Steve Holtzman was a familiar figure to the denizens of "The Darkroom" in the basement of block O/P, where he frequently hung out with the undergrads and enlisted our help and comments when programming some of his musical experiments. Let's just say that Steve's concept of what should be considered music was more in line with the avante-garde ideas of people like Philip Glass than with us! He subjected us to some strange musical offerings.

I specifically remember two of Steve's experiments; one was a program to compose jazz pieces; the other was a recording of the radio interference generated by the ICL2970 mainframes when you held a receiver too close to the CPU (which incidentally was a common debugging technique used by the night-shift operators back in those days, to keep an ear open for trouble while freeing their eyes and minds for more interesting ways to fill the nights - that's probably what gave him the idea in fact of turning it into a piece of performance art.)
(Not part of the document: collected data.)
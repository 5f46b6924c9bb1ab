// src/schema/arrow.rs

use anyhow::{Context, Result};
use arrow::{
    array::{ArrayRef, StringArray},
    datatypes::{DataType, Field as ArrowField, Schema as ArrowSchema},
    record_batch::RecordBatch,
};
use std::sync::Arc;

use super::{
    dataset::Dataset,
    types::{Column, DAY_COLUMN},
};

/// Arrow schema of the output file: the seven page columns followed by `Dia`.
///
/// All columns are kept as text; the page formats numbers with Brazilian
/// separators (`1.234,56`) and downstream consumers parse them.
pub fn build_arrow_schema() -> Arc<ArrowSchema> {
    let fields: Vec<ArrowField> = Column::ALL
        .iter()
        .map(|col| col.header())
        .chain(std::iter::once(DAY_COLUMN))
        .map(|name| ArrowField::new(name, DataType::Utf8, false))
        .collect();

    Arc::new(ArrowSchema::new(fields))
}

/// Build a single record batch holding every row of `dataset`.
pub fn dataset_to_batch(dataset: &Dataset) -> Result<RecordBatch> {
    let schema = build_arrow_schema();

    let mut columns: Vec<ArrayRef> = Column::ALL
        .iter()
        .map(|&col| {
            let values: StringArray = dataset.rows().iter().map(|r| Some(r.get(col))).collect();
            Arc::new(values) as ArrayRef
        })
        .collect();

    let day = StringArray::from(vec![dataset.date().as_str(); dataset.len()]);
    columns.push(Arc::new(day) as ArrayRef);

    RecordBatch::try_new(schema, columns).context("building dataset record batch")
}

#[cfg(test)]
mod tests {
    use super::*;
    use crate::schema::{ExtractedDate, NormalizedRow};

    #[test]
    fn test_schema_appends_day_column() {
        let schema = build_arrow_schema();
        let names: Vec<&str> = schema.fields().iter().map(|f| f.name().as_str()).collect();
        assert_eq!(names.len(), 8);
        assert_eq!(names[0], "Setor");
        assert_eq!(names[7], "Dia");
    }

    #[test]
    fn test_batch_carries_rows_and_date() {
        let row = NormalizedRow::from_raw(vec!["Financeiro".into(), "ITUB4".into()]);
        let ds = Dataset::new(ExtractedDate::new("17-07-25").unwrap(), vec![row.clone(), row]);
        let batch = dataset_to_batch(&ds).unwrap();
        assert_eq!(batch.num_rows(), 2);
        assert_eq!(batch.num_columns(), 8);

        let code = batch
            .column(1)
            .as_any()
            .downcast_ref::<StringArray>()
            .unwrap();
        assert_eq!(code.value(0), "ITUB4");
        let day = batch
            .column(7)
            .as_any()
            .downcast_ref::<StringArray>()
            .unwrap();
        assert_eq!(day.value(1), "17-07-25");
    }

    #[test]
    fn test_empty_dataset_builds_empty_batch() {
        let ds = Dataset::empty(ExtractedDate::new("17-07-25").unwrap());
        let batch = dataset_to_batch(&ds).unwrap();
        assert_eq!(batch.num_rows(), 0);
        assert_eq!(batch.num_columns(), 8);
    }
}
// src/extract/table.rs

use anyhow::{Context, Result};
use tracing::{debug, info};

use super::resolver::{resolve, Resolution};
use crate::{
    dom::{ContentContext, ContentSource},
    schema::NormalizedRow,
};

/// Row selectors tried inside each table: body rows, then any row.
const ROW_SELECTORS: &[&str] = &["tbody tr", "tr"];

/// Trim every cell; `None` if the row has no cells or every cell is blank.
pub fn clean_row(cells: Vec<String>) -> Option<Vec<String>> {
    let row: Vec<String> = cells.iter().map(|c| c.trim().to_string()).collect();
    row.iter().any(|c| !c.is_empty()).then_some(row)
}

/// Read the composition table.
///
/// Tables are visited in document order and the first one that yields a
/// non-blank row is the answer; earlier empty tables are skipped, never
/// merged. An empty result is a valid "no data this run". Only failing to
/// enumerate the tables at all is an error.
pub async fn harvest_table(
    source: &dyn ContentSource,
    ctx: ContentContext,
) -> Result<Vec<NormalizedRow>> {
    let tables = source
        .count(ctx, "table")
        .await
        .context("counting tables")?;
    info!(tables, context = %ctx, "harvesting table");

    for table_index in 0..tables {
        let res = resolve(ROW_SELECTORS, |sel| async move {
            let rows = source.table_rows(ctx, table_index, sel).await?;
            Ok((!rows.is_empty()).then_some(rows))
        })
        .await;

        let (selector, rows) = match res {
            Resolution::Found {
                strategy, value, ..
            } => (*strategy, value),
            Resolution::NotFound => {
                debug!(table_index, "table has no rows");
                continue;
            }
        };

        let total = rows.len();
        let kept: Vec<Vec<String>> = rows.into_iter().filter_map(clean_row).collect();
        debug!(table_index, selector, total, kept = kept.len(), "rows read");
        if kept.is_empty() {
            continue;
        }

        info!(table_index, rows = kept.len(), "table harvested");
        return Ok(kept.into_iter().map(NormalizedRow::from_raw).collect());
    }

    info!("no table yielded data");
    Ok(Vec::new())
}

#[cfg(test)]
mod tests {
    use super::*;
    use crate::{dom::HtmlSnapshot, schema::COLUMN_COUNT};

    fn strs(cells: &[&str]) -> Vec<String> {
        cells.iter().map(|c| c.to_string()).collect()
    }

    #[test]
    fn test_clean_row() {
        assert_eq!(
            clean_row(strs(&[" PETR4 ", "", "\n"])),
            Some(strs(&["PETR4", "", ""]))
        );
        assert_eq!(clean_row(strs(&["  ", "\t"])), None);
        assert_eq!(clean_row(Vec::new()), None);
    }

    const ONE_TABLE: &str = r#"<body><table>
        <thead><tr><th>Setor</th><th>Código</th></tr></thead>
        <tbody>
            <tr><td>Financeiro</td><td>ITUB4</td><td>ITAUUNIBANCO</td><td>PN N1</td>
                <td>4.801.565.137</td><td>8,123</td><td>8,123</td></tr>
            <tr><td> </td><td></td><td></td></tr>
            <tr><td>Petróleo</td><td>PETR4</td><td>PETROBRAS</td><td>PN N2</td>
                <td>4.566.442.248</td><td>7,456</td><td>15,579</td></tr>
        </tbody>
    </table></body>"#;

    #[tokio::test]
    async fn test_blank_row_dropped_and_rows_normalized() {
        let snap = HtmlSnapshot::parse(ONE_TABLE);
        let rows = harvest_table(&snap, ContentContext::MainDocument)
            .await
            .unwrap();
        assert_eq!(rows.len(), 2);
        assert!(rows.iter().all(|r| r.cells().len() == COLUMN_COUNT));
        assert_eq!(rows[1].cells()[1], "PETR4");
        assert_eq!(rows[1].cells()[6], "15,579");
    }

    #[tokio::test]
    async fn test_first_table_with_data_wins() {
        let snap = HtmlSnapshot::parse(
            r#"<body>
                <table><tr><td></td></tr></table>
                <table><tbody></tbody></table>
                <table><tr><td>A</td><td>B</td></tr></table>
                <table><tr><td>C</td></tr></table>
            </body>"#,
        );
        let rows = harvest_table(&snap, ContentContext::MainDocument)
            .await
            .unwrap();
        assert_eq!(rows.len(), 1);
        assert_eq!(rows[0].cells()[0], "A");
        assert_eq!(rows[0].cells()[1], "B");
        assert_eq!(rows[0].cells()[2], "");
    }

    #[tokio::test]
    async fn test_no_tables_is_empty_not_error() {
        let snap = HtmlSnapshot::parse("<body><p>Sem dados</p></body>");
        let rows = harvest_table(&snap, ContentContext::MainDocument)
            .await
            .unwrap();
        assert!(rows.is_empty());
    }

    #[tokio::test]
    async fn test_unreachable_context_is_error() {
        let snap = HtmlSnapshot::parse(ONE_TABLE);
        assert!(harvest_table(&snap, ContentContext::Iframe(0)).await.is_err());
    }

    #[tokio::test]
    async fn test_harvest_is_repeatable() {
        let snap = HtmlSnapshot::parse(ONE_TABLE);
        let first = harvest_table(&snap, ContentContext::MainDocument)
            .await
            .unwrap();
        let second = harvest_table(&snap, ContentContext::MainDocument)
            .await
            .unwrap();
        assert_eq!(first, second);
    }
}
Many of us have only recently discovered that Steve died in 1999. His wife Trudy has been in touch with our project and is very keen that Steve's work be preserved, and we are looking forward to making significant parts of Steve's research, including his PhD thesis, and perhaps his music, available at this site. (The IUMA site used to host excerpts from Steve's two CDs, but unfortunately the links are no longer active)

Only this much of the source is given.